What City Council did, was empower city staff to continue discussions with the federal government, the Toronto Port Authority, the government owned independent agency that owns the airport (and the the marine port,) and the airlines operating from it. There are a number of questions that remain to be answered and staff will spend the next year answering them.
What Council did accomplish, however, was to turn off business owners and investors who may have been interested in setting up shop in Toronto and creating jobs here. Council's overt anti-business rhetoric is painful to watch. Without a strong (and effective) pro-business mayor in office, City Council has reverted to its left-leaning anti-capitalist bias. The New Democratic Party caucus is the only coherent alliance on Council and its voice is the one that consistently comes through the loudest.

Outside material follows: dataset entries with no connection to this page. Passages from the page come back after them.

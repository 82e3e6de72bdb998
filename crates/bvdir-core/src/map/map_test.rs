use proptest::prelude::*;
use rand::rngs::StdRng;
use rand::SeedableRng;

use super::*;
use crate::error::ParseError;
use crate::providers::{test_coordinate, test_provider};

fn located(name: &str, coords: &[(f64, f64)]) -> ProviderRecord {
    let mut p = test_provider(name);
    p.coordinates = coords
        .iter()
        .map(|(lat, lng)| test_coordinate(*lat, *lng, "XX"))
        .collect();
    p
}

/// Exact (un-jittered) points for layout tests.
fn exact_points(records: &[ProviderRecord]) -> Vec<PlotPoint<'_>> {
    records
        .iter()
        .flat_map(|p| {
            p.coordinates.iter().map(move |c| PlotPoint {
                lat: c.lat,
                lng: c.lng,
                provider: p,
                label: &c.label,
            })
        })
        .collect()
}

#[test]
fn one_point_per_coordinate_in_record_order() {
    let records = [
        located("Alpha", &[(52.5, 13.4), (48.8, 2.3)]),
        located("Beta", &[]),
        located("Gamma", &[(35.7, 139.7)]),
    ];
    let refs: Vec<&ProviderRecord> = records.iter().collect();
    let points = project_with_rng(&refs, &mut StdRng::seed_from_u64(7));
    let owners: Vec<&str> = points.iter().map(|p| p.provider.name.as_str()).collect();
    assert_eq!(owners, vec!["Alpha", "Alpha", "Gamma"]);
    assert!(std::ptr::eq(points[2].provider, &records[2]));
    assert_eq!(points[2].label, "XX");
}

#[test]
fn same_seed_gives_same_jitter() {
    let records = [located("Alpha", &[(52.5, 13.4), (48.8, 2.3)])];
    let refs: Vec<&ProviderRecord> = records.iter().collect();
    let a = project_with_rng(&refs, &mut StdRng::seed_from_u64(42));
    let b = project_with_rng(&refs, &mut StdRng::seed_from_u64(42));
    assert_eq!(a, b);
}

#[test]
fn unseeded_projection_stays_within_jitter() {
    let records = [located("Alpha", &[(0.0, 0.0); 20])];
    let refs: Vec<&ProviderRecord> = records.iter().collect();
    for point in project(&refs) {
        assert!((-JITTER..JITTER).contains(&point.lat));
        assert!((-JITTER..JITTER).contains(&point.lng));
    }
}

#[test]
fn summary_lists_five_names_then_overflow() {
    let records: Vec<ProviderRecord> = (1..=7)
        .map(|i| located(&format!("P{i}"), &[(0.0, 0.0)]))
        .collect();
    let points = exact_points(&records);
    let summary = ClusterSummary::from_points(&points);
    assert_eq!(summary.count, 7);
    assert_eq!(summary.names, vec!["P1", "P2", "P3", "P4", "P5"]);
    assert_eq!(summary.overflow, 2);
    assert_eq!(summary.tooltip(), "P1\nP2\nP3\nP4\nP5\n... +2 more");
}

#[test]
fn summary_counts_points_but_dedups_names() {
    let records = [
        located("Alpha", &[(0.0, 0.0), (0.1, 0.1), (0.2, 0.2)]),
        located("Beta", &[(0.0, 0.0)]),
    ];
    let points = exact_points(&records);
    let summary = ClusterSummary::from_points(&points);
    assert_eq!(summary.count, 4);
    assert_eq!(summary.names, vec!["Alpha", "Beta"]);
    assert_eq!(summary.overflow, 0);
    assert_eq!(summary.tooltip(), "Alpha\nBeta");
}

#[test]
fn size_class_thresholds() {
    assert_eq!(ClusterSize::for_count(2), ClusterSize::Small);
    assert_eq!(ClusterSize::for_count(9), ClusterSize::Small);
    assert_eq!(ClusterSize::for_count(10), ClusterSize::Medium);
    assert_eq!(ClusterSize::for_count(49), ClusterSize::Medium);
    assert_eq!(ClusterSize::for_count(50), ClusterSize::Large);
}

#[test]
fn single_marker_selects_and_cluster_does_not() {
    let records = [located("Alpha", &[(1.0, 2.0)]), located("Beta", &[(1.0, 2.0)])];
    let points = exact_points(&records);

    let single = Marker::from_group(vec![points[0]]).unwrap();
    assert_eq!(single.provider().map(|p| p.name.as_str()), Some("Alpha"));
    assert_eq!(single.tooltip(), "Alpha");
    assert_eq!(single.position(), (1.0, 2.0));

    let cluster = Marker::from_group(points.clone()).unwrap();
    assert!(cluster.provider().is_none());
    assert_eq!(cluster.count(), 2);
    assert_eq!(cluster.tooltip(), "Alpha\nBeta");

    assert!(Marker::from_group(Vec::new()).is_none());
}

#[test]
fn cluster_map_merges_nearby_points_at_world_zoom() {
    let records = [
        located("Alpha", &[(52.5, 13.4)]),
        located("Beta", &[(52.3, 13.1)]),
        located("Gamma", &[(35.7, 139.7)]),
    ];
    let points = exact_points(&records);
    let markers = ClusterMap::default().layout(&points);
    assert_eq!(markers.len(), 2);
    assert_eq!(markers[0].count(), 2);
    assert_eq!(markers[0].tooltip(), "Alpha\nBeta");
    assert_eq!(markers[1].provider().map(|p| p.name.as_str()), Some("Gamma"));
}

#[test]
fn cluster_map_splits_points_when_zoomed_in() {
    let records = [located("Alpha", &[(52.5, 13.4)]), located("Beta", &[(52.0, 13.9)])];
    let points = exact_points(&records);
    let markers = ClusterMap::new(ClusterMap::MAX_ZOOM, 40).layout(&points);
    assert_eq!(markers.len(), 2);
    assert!(markers.iter().all(|m| m.provider().is_some()));
}

#[test]
fn cluster_map_clamps_zoom() {
    assert_eq!(ClusterMap::new(0, 40).zoom(), ClusterMap::MIN_ZOOM);
    assert_eq!(ClusterMap::new(18, 40).zoom(), ClusterMap::MAX_ZOOM);
    assert_eq!(ClusterMap::default().radius_px(), 40);
    assert_eq!(ClusterMap::CENTER, (30.0, 0.0));
}

#[test]
fn globe_draws_every_point() {
    let records = [located("Alpha", &[(52.5, 13.4), (52.5, 13.4)])];
    let points = exact_points(&records);
    let markers = Globe.layout(&points);
    assert_eq!(markers.len(), 2);
    assert!(markers.iter().all(|m| matches!(m, Marker::Single(_))));
}

#[test]
fn backend_kind_parses_and_builds() {
    assert_eq!("cluster".parse::<MapBackendKind>().unwrap(), MapBackendKind::Cluster);
    assert_eq!(" Globe ".parse::<MapBackendKind>().unwrap(), MapBackendKind::Globe);
    assert_eq!(
        "mapbox".parse::<MapBackendKind>().unwrap_err(),
        ParseError::MapBackend("mapbox".to_string())
    );
    assert_eq!(MapBackendKind::default().backend(2, 40).name(), "cluster");
    assert_eq!(MapBackendKind::Globe.backend(2, 40).name(), "globe");
}

// -- Property tests --

fn arb_records() -> impl Strategy<Value = Vec<ProviderRecord>> {
    prop::collection::vec(
        prop::collection::vec((-80.0f64..80.0, -179.0f64..179.0), 0..5),
        0..8,
    )
    .prop_map(|coord_lists| {
        coord_lists
            .iter()
            .enumerate()
            .map(|(i, coords)| located(&format!("P{i}"), coords))
            .collect()
    })
}

proptest! {
    #[test]
    fn point_count_matches_coordinates_and_jitter_is_bounded(
        records in arb_records(),
        seed in any::<u64>(),
    ) {
        let refs: Vec<&ProviderRecord> = records.iter().collect();
        let points = project_with_rng(&refs, &mut StdRng::seed_from_u64(seed));
        let expected: usize = records.iter().map(|p| p.coordinates.len()).sum();
        prop_assert_eq!(points.len(), expected);

        let originals = records.iter().flat_map(|p| &p.coordinates);
        for (point, coord) in points.iter().zip(originals) {
            prop_assert!((point.lat - coord.lat).abs() <= JITTER);
            prop_assert!((point.lng - coord.lng).abs() <= JITTER);
        }
    }

    #[test]
    fn every_backend_keeps_every_point(records in arb_records(), zoom in 2u8..=10) {
        let points = exact_points(&records);
        for kind in [MapBackendKind::Cluster, MapBackendKind::Globe] {
            let markers = kind.backend(zoom, 40).layout(&points);
            let total: usize = markers.iter().map(Marker::count).sum();
            prop_assert_eq!(total, points.len());
        }
    }
}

Today, Council proved that its anti-business stance on the airport issue wasn't a one-off. It added to the anti-business din by taking a simple proposition to ease restrictions on Toronto's street food vendors, and rendering it untenable. Cities around the world have a vibrant street-food culture that residents of Toronto envy. There is widespread public support for loosening the rules on food trucks so that more may operate. In fact, there was almost universal public support on Council. Still, City Council defaulted to its anti-business posture and spent two days debating the issue before finally adopting a mess of red tape that is a clear signal to street food entrepreneurs that Toronto is not yet interested in welcoming them.
Attitude matters in business. One can point to the current mayor and rightly say that he and his administration is a mess. But, his election and the first two years of his administration signalled to the world that Toronto was open to business and welcomed new investment. Things were beginning to change after seven years of Mayor David Miller's anti-business drought. Council's reversion to form is bad news for Toronto.
The October 2014 election can't come soon enough for Toronto's economic future. The scary part is, the leading candidate to replace pro-business (but now absolutely ineffective) Mayor Rob Ford is the NDP's Olivia Chow, a died-in-the-wool, anti-business socialist. Another anti-business mayor would seal Toronto's fate for the next 10 years and drive businesses and investors away from our city.